Sunday, January 9, 2011

Hand Washing - Simple Enough - for Flu Season that is...

Here are some facts about hand washing from the Oregon Department of Health Services:

Hand washing is the single most important thing you can do to avoid the flu or to avoid spreading illness. Adequate hand washing requires soap & clean, running water. Warm water is preferable. Lather up & scrub for 20 seconds.

Why use soap? It mixes with skin oil and loosens grease and dirt that may hold germs. If not available, use an alcohol-based gel as a substitute. Plain soap is a better choice than antibacterial soaps.

Wash your hands often. The average person touches eyes, nose, and mouth at least 200 times a day.

The most important times to wash hands are before preparing or eating food, after going to the bathroom or diapering a baby, before and after caring for someone who is sick or bleeding, after blowing your nose, coughing or sneezing, and after handling an animal, animal waste, or garbage.

Thursday, December 9, 2010

USEFUL OSHA RULES FOR STAIRS & STEPS WHEN ADDING THEM

Stair strength: Fixed stairways shall be designed and constructed to carry a load of five times the normal live load anticipated but never of less strength than to carry safely a moving concentrated load of 1,000 pounds.

Stair width of fixed stairways shall have a minimum width of 22 inches.

Handrails are important: If steps are greater than 44” wide then handrails must be on both sides; less than 44” tread – only one side.

Vertical clearance: should be at least 7 feet measured from the leading edge of the tread above any stair tread to an overhead obstruction (so you don’t it your head).

Winding stairways may be installed on tanks and similar round structures where the diameter of the structure is not less than five (5) feet. However, usually shall not be permitted except for special limited usage and secondary access situations where it is not practical to provide a conventional stairway.

Angle of stairway rise: Fixed stairs shall be installed at angles to the horizontal of between 30 deg. and 50 deg.

Friday, October 29, 2010

WELDING HAZARDS

Welding sparks can travel as far as 35 feet, and spatter can bounce on the floor or fall through openings. About 6 percent of industrial fires resulting in loss of human life are due to unsafe welding or cutting operations.

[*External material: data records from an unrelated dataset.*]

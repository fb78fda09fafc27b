//! BADSEC HTTP clients.
//!
//! # Data Flow
//! ```text
//! auth.rs   GET {url}/auth  → Badsec-Authentication-Token header
//! users.rs  GET {url}/users → X-Request-Checksum request header,
//!                             newline-delimited ids in the body
//! ```
//!
//! # Design Decisions
//! - One `reqwest::Client` per run, with the per-request timeout baked in
//! - Both operations signal a failed attempt as `None` to the retry loop;
//!   only budget exhaustion becomes an [`Error`](crate::Error)

mod auth;
mod users;

use url::Url;

use crate::config::ClientConfig;
use crate::error::Error;

/// Response header carrying the session token from `/auth`.
pub const AUTH_TOKEN_HEADER: &str = "Badsec-Authentication-Token";

/// Request header carrying the authorization checksum for `/users`.
pub const CHECKSUM_HEADER: &str = "X-Request-Checksum";

/// HTTP client for a single BADSEC server.
#[derive(Debug)]
pub struct BadsecClient {
    http: reqwest::Client,
    base_url: String,
    tries: u32,
}

impl BadsecClient {
    /// Build a client for the server at `base_url`.
    ///
    /// The URL is validated up front; requests use the raw string so the
    /// paths appended to it stay byte-for-byte predictable.
    pub fn new(base_url: &str, config: &ClientConfig) -> Result<Self, Error> {
        Url::parse(base_url)?;
        let http = reqwest::Client::builder()
            .timeout(config.request_timeout)
            .build()?;
        Ok(Self {
            http,
            base_url: base_url.to_string(),
            tries: config.request_tries,
        })
    }
}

These are the sources of hazards & body parts most vulnerable and some steps to prevent injuries:

1. Fire (from flame, sparks, & hot slag):
—Remove combustible materials from the area.
—Clean all flammable substances from the work surface.
—Cover wooden floors if possible.
—Keep a sand bucket and fire extinguisher nearby.
—Wear fire-resistant clothing.
—Perform welding in areas with fire-resistant floors or floors covered with fire-resistant shields.

2. Fumes (from heated metal):
—Work area should be well-ventilated.
—Wear approved respirator if required.
—Stop working if you feel ill.
—Use respirators to prevent inhaling dangerous fumes & gases.
—Check that ventilation is adequate when welding, and set fans to blow fumes away from you.

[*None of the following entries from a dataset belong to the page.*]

//! User list retrieval.

use tracing::{debug, info};

use crate::client::{BadsecClient, CHECKSUM_HEADER};
use crate::error::Error;
use crate::resilience::retry;
use crate::security::checksum;

impl BadsecClient {
    /// Fetch the user list from `/users`, authorized by `token`.
    ///
    /// The body is split on `'\n'` verbatim: no trimming, no filtering, so
    /// a trailing newline yields a trailing empty entry. The checksum
    /// depends only on the token and path, so it is computed once, outside
    /// the retry loop; a non-ascii token fails here immediately and is
    /// never retried.
    pub async fn user_list(&self, token: &str) -> Result<Vec<String>, Error> {
        let cs = checksum(token, "users")?;

        let attempt = || {
            info!("requesting user list");
            let request = self
                .http
                .get(format!("{}/users", self.base_url))
                .header(CHECKSUM_HEADER, cs.as_str());
            async move {
                let response = match request.send().await.and_then(|r| r.error_for_status()) {
                    Ok(response) => response,
                    Err(error) => {
                        debug!(%error, "user list request failed");
                        return None;
                    }
                };
                match response.text().await {
                    Ok(body) => Some(body.split('\n').map(str::to_string).collect()),
                    Err(error) => {
                        debug!(%error, "failed to read user list body");
                        None
                    }
                }
            }
        };

        retry(attempt, self.tries)
            .await
            .ok_or(Error::UsersFailed {
                attempts: self.tries,
            })
    }
}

3 . Face (injuries to the face and eyes):
—Wear a face shield to protect against eye injuries from sparks, flying particles, and radiation.
—Realize that goggles may also be needed when chipping metal.

Gas welders:
—Check cylinders regularly for leaks.
—Store cylinders upright and secured in a separate, dry, ventilated, fireproof room.
—Keep cylinders away from heat and flammables, and keep oxygen away from flammable or explosive gases.
—Turn off cylinders when not in use.
—Don't drop or roll cylinders.

Arc welders:
—Turn off welders before touching electrical parts.
—Have separate ground for object being welded.
—Use the correct size cable, with intact insulation.
—Don't wear metal jewelry or weld in the rain.